Students and instructors are training in a special environment, one that involves tradition, words, and rituals that are not part of everyday life outside of the Dojo. Tradition marks the Dojo as a special place. Self defense and fitness are not necessarily the core reason for training. I know people who have trained for twenty or so years and never had to use their skills in self defense. Yet, they keep training. Fitness can be reached with a good workout plan without involving years of Kata, Technique, Sparring, etc. Yet they keep training.


            When training in the martial arts, students can separate themselves from the rest of their lives, and work on trying to make themselves more the person they want to be. The dojo gives them the opportunity by making itself a unique place. Besides being interesting, challenging and fun, it is full of meaning only available to insiders - special words, ceremonies, rites of passage, etc. The tradition of the dojo keeps the ideal that martial arts are for some type of improvement - more accessible, exactly because they make the environment a special one.

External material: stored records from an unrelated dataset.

use super::*;

fn dot(a: &[f32], b: &[f32]) -> f32 {
    a.iter().zip(b).map(|(x, y)| x * y).sum()
}

#[test]
fn test_hashed_embedding_is_normalised() {
    let embedder = DocumentEmbedder::hashed();
    let vector = embedder.embed("Education shapes society").unwrap();

    assert_eq!(vector.len(), HASHED_EMBEDDING_DIM);
    let norm = dot(&vector, &vector).sqrt();
    assert!((norm - 1.0).abs() < 1e-5);
}

#[test]
fn test_hashed_embedding_is_case_insensitive() {
    let embedder = DocumentEmbedder::hashed();
    let a = embedder.embed("Education Matters").unwrap();
    let b = embedder.embed("education matters").unwrap();
    assert_eq!(a, b);
}

#[test]
fn test_hashed_embedding_ignores_punctuation() {
    let embedder = DocumentEmbedder::hashed();
    let a = embedder.embed("schools, teachers; students!").unwrap();
    let b = embedder.embed("schools teachers students").unwrap();
    assert_eq!(a, b);
}

#[test]
fn test_empty_text_yields_zero_vector() {
    let embedder = DocumentEmbedder::hashed();
    for text in ["", "   ", "?!.,"] {
        let vector = embedder.embed(text).unwrap();
        assert!(vector.iter().all(|&x| x == 0.0), "non-zero vector for {text:?}");
    }
}

#[test]
fn test_identical_texts_have_unit_similarity() {
    let embedder = DocumentEmbedder::hashed();
    let a = embedder.embed("the role of education in society").unwrap();
    let b = embedder.embed("the role of education in society").unwrap();
    assert!((dot(&a, &b) - 1.0).abs() < 1e-5);
}

#[test]
fn test_overlap_scores_higher_than_disjoint() {
    let embedder = DocumentEmbedder::hashed();
    let context = embedder.embed("education and schools").unwrap();
    let related = embedder.embed("schools improve education for everyone").unwrap();
    let unrelated = embedder.embed("volcanoes erupt molten rock").unwrap();

    assert!(dot(&context, &related) > dot(&context, &unrelated));
}

#[test]
fn test_bucket_is_stable_and_in_range() {
    let first = hashed::bucket("education", 512);
    assert_eq!(first, hashed::bucket("education", 512));
    assert!(first < 512);
}

#[test]
fn test_load_without_model_path_is_hashed() {
    let embedder = DocumentEmbedder::load(EmbedderConfig::hashed()).unwrap();
    assert!(embedder.is_hashed());
    assert_eq!(embedder.mode(), "hashed");
    assert_eq!(embedder.dimension(), HASHED_EMBEDDING_DIM);
}

#[test]
fn test_load_missing_model_dir_fails() {
    let err = DocumentEmbedder::load(EmbedderConfig::new("/nonexistent/encoder")).unwrap_err();
    assert!(matches!(err, EmbeddingError::ModelNotFound { .. }));
}

#[test]
fn test_load_dir_without_weights_fails() {
    let dir = tempfile::TempDir::new().unwrap();
    let err = DocumentEmbedder::load(EmbedderConfig::new(dir.path())).unwrap_err();
    assert!(matches!(err, EmbeddingError::ModelNotFound { .. }));
}

#[test]
fn test_zero_hashed_dim_rejected() {
    let config = EmbedderConfig {
        hashed_dim: 0,
        ..Default::default()
    };
    assert!(matches!(
        config.validate(),
        Err(EmbeddingError::InvalidConfig { .. })
    ));
}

Traditions help the student feel like he or she is part of a community, that he is learning more than just technical knowledge, that he or she is a special person. People value traditions, they feel that they are important and expect them. Each head instructor is creating tradition in his/her own school. What you do will be remembered and cherished by others long after you are gone.


These conditions follow the instructor’s social role outside the dojo, whether you want it to be or not. What is often missing here is common sense. The role of the instructor is a nurturing one, and he or she is expected to keep the best interests of the student above his or her own. The teacher has more responsibility to the student than the student does to the teacher.


If you are going to be the Sensei of your dojo, than you must take complete and total charge of your own personal life.


  1. If you have a large stomach you are telling your students that correct eating and exercise is not important. Yet, we know that to win in a street fight or tournaments, we must be in physical shape.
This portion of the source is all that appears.